Le CHU de Limoges pratique une cinquantaine d'opérations de réassignation sexuelle chaque année. Un enjeu de santé majeur pour lutter contre le mal être de femmes nées dans un corps d'homme. Rencontre avec Frédérique, avant et après la chirurgie, à l'aube d'une nouvelle vie.
Frédérique, 25 ans, est une patiente comme une autre quand, ce matin-là, elle arrive au CHU de Limoges. Mais l'opération qui l'attend n'a rien d'anodin. Frédérique est née dans le corps d'un garçon. Elle est à la veille d'une reconstruction pour devenir totalement une femme.
"Je suis très stressée, mais hyper excitée à l'idée de faire ça. Ce n'est pas opération quelconque, je ne vais pas me faire arracher une dent de sagesse…". Frédérique a déjà changé d'état-civil et suivi une hormonothérapie. Un travail psychiatrique a validé sa démarche. L'opération, c'est un aboutissement, mais aussi la continuité d'un parcours semé d'embûches, notamment à l'adolescence.
Pour moi il n'y avait aucun mal à dire ce que j'étais. J'étais comme ça et puis point barre. Que vouliez-vous y faire de toute façon. Mais ce n'était pas compris. C'était des insultes, des moqueries, tous les jours, du harcèlement… Tout ce genre de chose que personne ne devrait connaître, trans ou pas. Aucune personne ne devrait à avoir à subir cela.
L'assurance-santé prend en charge les actes liés au transsexualisme, mais sous certaines conditions, dont celle d'avoir obtenu un admission en ALD 31 (Affection Longue Durée, hors liste) et intégrer un véritable parcours de soin-type de deux ans, dont des rencontres avec un psychiatre, un endocrinologue et un chirurgien. Ce sont ces spécialistes qui valident un certificat, transmis à la CPAM.
Entre 40 et 50 opérations de réassignation sexuelle sont désormais pratiquées au CHU de Limoges chaque année. L'enjeu de santé est majeur. "Le coût sociétal de cette chirurgie demeure nettement inférieur au coût si on laisse ces patientes sans accompagnement avec le mal-être, les tentatives de suicide qui peuvent être un coût sociétal beaucoup plus important que la chirurgie.

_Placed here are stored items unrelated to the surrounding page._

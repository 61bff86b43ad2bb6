//! Application state handle: the single owner of conversations and projects

use parking_lot::Mutex;
use std::collections::HashSet;
use std::sync::Arc;
use tokio::sync::broadcast;

use crate::{
    error::{Error, Result},
    events::StoreEvent,
    model::{Conversation, ModelParameters, Project},
    reconciler::StreamRegistry,
    state::AppState,
};

/// Everything guarded by the store lock
pub(crate) struct StoreInner {
    /// Persisted, merged state
    pub(crate) state: AppState,
    /// In-flight stream registrations (never persisted)
    pub(crate) streams: StreamRegistry,
    /// Conversations with an exchange in flight
    pub(crate) in_flight: HashSet<String>,
    pending_events: Vec<StoreEvent>,
}

impl StoreInner {
    /// Queue an event for publication once the mutation commits
    pub(crate) fn emit(&mut self, event: StoreEvent) {
        self.pending_events.push(event);
    }
}

/// Optional edits for [`Store::update_project`]. `None` leaves a field as is;
/// the nested options clear a field with `Some(None)`.
#[derive(Debug, Clone, Default)]
pub struct ProjectPatch {
    pub name: Option<String>,
    pub description: Option<Option<String>>,
    pub system_prompt: Option<Option<String>>,
    pub instructions: Option<Option<String>>,
    pub color: Option<String>,
    pub icon: Option<String>,
    pub is_pinned: Option<bool>,
}

/// A cloneable handle to the application state.
///
/// Every mutation runs under one lock and its events are published before the
/// lock is released, so subscribers observe changes in commit order and never
/// see a half-applied update.
#[derive(Clone)]
pub struct Store {
    inner: Arc<Mutex<StoreInner>>,
    events: broadcast::Sender<StoreEvent>,
}

impl Store {
    /// Take ownership of a (hydrated or default) state. Messages left in
    /// `sending` by a previous process are finalized as-is, since no stream
    /// can still be feeding them.
    pub fn new(mut state: AppState) -> Self {
        let settled = state.settle_interrupted();
        if settled > 0 {
            tracing::info!("Finalized {} interrupted message(s)", settled);
        }
        let (events, _) = broadcast::channel(1024);
        Self {
            inner: Arc::new(Mutex::new(StoreInner {
                state,
                streams: StreamRegistry::default(),
                in_flight: HashSet::new(),
                pending_events: Vec::new(),
            })),
            events,
        }
    }

    /// Subscribe to committed changes
    pub fn subscribe(&self) -> broadcast::Receiver<StoreEvent> {
        self.events.subscribe()
    }

    /// Run a read-only closure against the current state
    pub fn read<R>(&self, f: impl FnOnce(&AppState) -> R) -> R {
        f(&self.inner.lock().state)
    }

    /// Clone of the full state
    pub fn snapshot(&self) -> AppState {
        self.read(|state| state.clone())
    }

    pub fn conversation(&self, id: &str) -> Option<Conversation> {
        self.read(|state| state.conversation(id).cloned())
    }

    pub fn project(&self, id: &str) -> Option<Project> {
        self.read(|state| state.project(id).cloned())
    }

    /// Whether an exchange is in flight for this conversation
    pub fn is_sending(&self, conversation_id: &str) -> bool {
        self.inner.lock().in_flight.contains(conversation_id)
    }

    /// Number of live stream registrations
    pub fn active_streams(&self) -> usize {
        self.inner.lock().streams.len()
    }

    /// Apply a mutation atomically and publish the events it queued
    pub(crate) fn update<R>(&self, f: impl FnOnce(&mut StoreInner) -> R) -> R {
        let mut inner = self.inner.lock();
        let result = f(&mut inner);
        for event in inner.pending_events.drain(..) {
            // No subscribers is fine
            let _ = self.events.send(event);
        }
        result
    }

    // ---- Conversations ----

    /// Create an empty conversation, make it active, and return its id.
    /// A project's system prompt and instructions are copied in.
    pub fn create_conversation(
        &self,
        model_name: impl Into<String>,
        project_id: Option<&str>,
    ) -> Result<String> {
        let model_name = model_name.into();
        self.update(|inner| {
            let mut conversation = Conversation::new(model_name);
            if let Some(project_id) = project_id {
                let project = inner
                    .state
                    .project(project_id)
                    .ok_or_else(|| Error::ProjectNotFound(project_id.to_string()))?;
                conversation.system_prompt = project.combined_system_prompt();
                conversation.project_id = Some(project_id.to_string());
            }
            let id = conversation.id.clone();
            inner.state.conversations.insert(0, conversation);
            inner.state.active_conversation_id = Some(id.clone());
            inner.emit(StoreEvent::ConversationChanged {
                conversation_id: id.clone(),
            });
            Ok(id)
        })
    }

    /// Remove a conversation locally, abandoning any exchange in flight
    pub fn delete_conversation(&self, id: &str) -> Result<()> {
        self.update(|inner| {
            let before = inner.state.conversations.len();
            inner.state.conversations.retain(|c| c.id != id);
            if inner.state.conversations.len() == before {
                return Err(Error::ConversationNotFound(id.to_string()));
            }
            inner.streams.release_conversation(id);
            inner.in_flight.remove(id);
            if inner.state.active_conversation_id.as_deref() == Some(id) {
                inner.state.active_conversation_id = None;
            }
            inner.emit(StoreEvent::ConversationDeleted {
                conversation_id: id.to_string(),
            });
            Ok(())
        })
    }

    pub fn set_active_conversation(&self, id: Option<&str>) -> Result<()> {
        self.update(|inner| {
            if let Some(id) = id {
                if inner.state.conversation(id).is_none() {
                    return Err(Error::ConversationNotFound(id.to_string()));
                }
            }
            inner.state.active_conversation_id = id.map(str::to_string);
            inner.emit(StoreEvent::SettingsChanged);
            Ok(())
        })
    }

    /// Edit one conversation's metadata, bumping its `updated_at`
    fn modify_conversation<R>(
        &self,
        id: &str,
        f: impl FnOnce(&mut Conversation) -> R,
    ) -> Result<R> {
        self.update(|inner| {
            let conversation = inner
                .state
                .conversation_mut(id)
                .ok_or_else(|| Error::ConversationNotFound(id.to_string()))?;
            let result = f(conversation);
            conversation.touch();
            inner.emit(StoreEvent::ConversationChanged {
                conversation_id: id.to_string(),
            });
            Ok(result)
        })
    }

    pub fn rename_conversation(&self, id: &str, title: impl Into<String>) -> Result<()> {
        let title = title.into();
        self.modify_conversation(id, |c| c.title = title)
    }

    pub fn set_conversation_model(&self, id: &str, model_name: impl Into<String>) -> Result<()> {
        let model_name = model_name.into();
        self.modify_conversation(id, |c| c.model_name = model_name)
    }

    pub fn set_parameters(&self, id: &str, parameters: ModelParameters) -> Result<()> {
        self.modify_conversation(id, |c| c.parameters = parameters)
    }

    pub fn set_system_prompt(&self, id: &str, prompt: Option<String>) -> Result<()> {
        self.modify_conversation(id, |c| c.system_prompt = prompt)
    }

    /// Flip tool use for a conversation, returning the new value
    pub fn toggle_tool_calling(&self, id: &str) -> Result<bool> {
        self.modify_conversation(id, |c| {
            c.tool_calling_enabled = !c.tool_calling_enabled;
            c.tool_calling_enabled
        })
    }

    // ---- Projects ----

    pub fn create_project(
        &self,
        name: impl Into<String>,
        description: Option<String>,
        system_prompt: Option<String>,
        instructions: Option<String>,
    ) -> String {
        let mut project = Project::new(name);
        project.description = description;
        project.system_prompt = system_prompt;
        project.instructions = instructions;
        let id = project.id.clone();
        self.update(|inner| {
            inner.state.projects.push(project);
            inner.emit(StoreEvent::ProjectChanged {
                project_id: id.clone(),
            });
        });
        id
    }

    pub fn update_project(&self, id: &str, patch: ProjectPatch) -> Result<()> {
        self.update(|inner| {
            let project = inner
                .state
                .project_mut(id)
                .ok_or_else(|| Error::ProjectNotFound(id.to_string()))?;
            if let Some(name) = patch.name {
                project.name = name;
            }
            if let Some(description) = patch.description {
                project.description = description;
            }
            if let Some(system_prompt) = patch.system_prompt {
                project.system_prompt = system_prompt;
            }
            if let Some(instructions) = patch.instructions {
                project.instructions = instructions;
            }
            if let Some(color) = patch.color {
                project.color = color;
            }
            if let Some(icon) = patch.icon {
                project.icon = icon;
            }
            if let Some(is_pinned) = patch.is_pinned {
                project.is_pinned = is_pinned;
            }
            project.touch();
            inner.emit(StoreEvent::ProjectChanged {
                project_id: id.to_string(),
            });
            Ok(())
        })
    }

    /// Remove a project and detach its conversations
    pub fn delete_project(&self, id: &str) -> Result<()> {
        self.update(|inner| {
            let before = inner.state.projects.len();
            inner.state.projects.retain(|p| p.id != id);
            if inner.state.projects.len() == before {
                return Err(Error::ProjectNotFound(id.to_string()));
            }
            let mut unlinked = Vec::new();
            for conversation in &mut inner.state.conversations {
                if conversation.project_id.as_deref() == Some(id) {
                    conversation.project_id = None;
                    conversation.touch();
                    unlinked.push(conversation.id.clone());
                }
            }
            for conversation_id in unlinked {
                inner.emit(StoreEvent::ConversationChanged { conversation_id });
            }
            if inner.state.active_project_id.as_deref() == Some(id) {
                inner.state.active_project_id = None;
            }
            inner.emit(StoreEvent::ProjectChanged {
                project_id: id.to_string(),
            });
            Ok(())
        })
    }

    pub fn set_active_project(&self, id: Option<&str>) -> Result<()> {
        self.update(|inner| {
            if let Some(id) = id {
                if inner.state.project(id).is_none() {
                    return Err(Error::ProjectNotFound(id.to_string()));
                }
            }
            inner.state.active_project_id = id.map(str::to_string);
            inner.emit(StoreEvent::SettingsChanged);
            Ok(())
        })
    }
}

impl Default for Store {
    fn default() -> Self {
        Self::new(AppState::default())
    }
}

Est-ce que notre rôle, à nous, ce n'est pas de rendre ces personnes heureuses, en adéquation avec leur vraie identité de genre qu'elles ont toujours ressentie ?", explique Xavier Plainard, urologue CHU de Limoges.
La chirurgie dure 5 heures. Les suites opératoires peuvent être douloureuses avec notamment des soins à réaliser soi-même quotidiennement pendant plusieurs mois.
Je suis rendue au bout de ma transition. C'est ce que j'ai toujours voulu. Enfin, on y est. Depuis le temps…
Une semaine après l'opération, à la veille de sa sortie de l'hôpital, Frédérique est déjà bien remise. Ses parents ont fait le trajet depuis la Charente-Maritime pour la soutenir.Ils l'accompagnent depuis toujours. "On ne nous a pas donné le choix, donc on a accepté, tout simplement. Quand on aime ses enfants, on les aime tout simplement" témoigne Patricia, la mère de Frédérique.
La jeune femme n'a pas encore de projet précis pour l'avenir, juste le souhait d'une vie heureuse : "Je ne me vois pas finir mes jours sans avoir d'enfant ou sans avoir de mari. Je veux une famille."
Même si de nouvelles équipes médicales se forment régulièrement en France, le délai pour une consultation à Limoges approche des deux ans. Cela peut accroître le mal-être de patientes qui n'aspirent qu'à la normalité.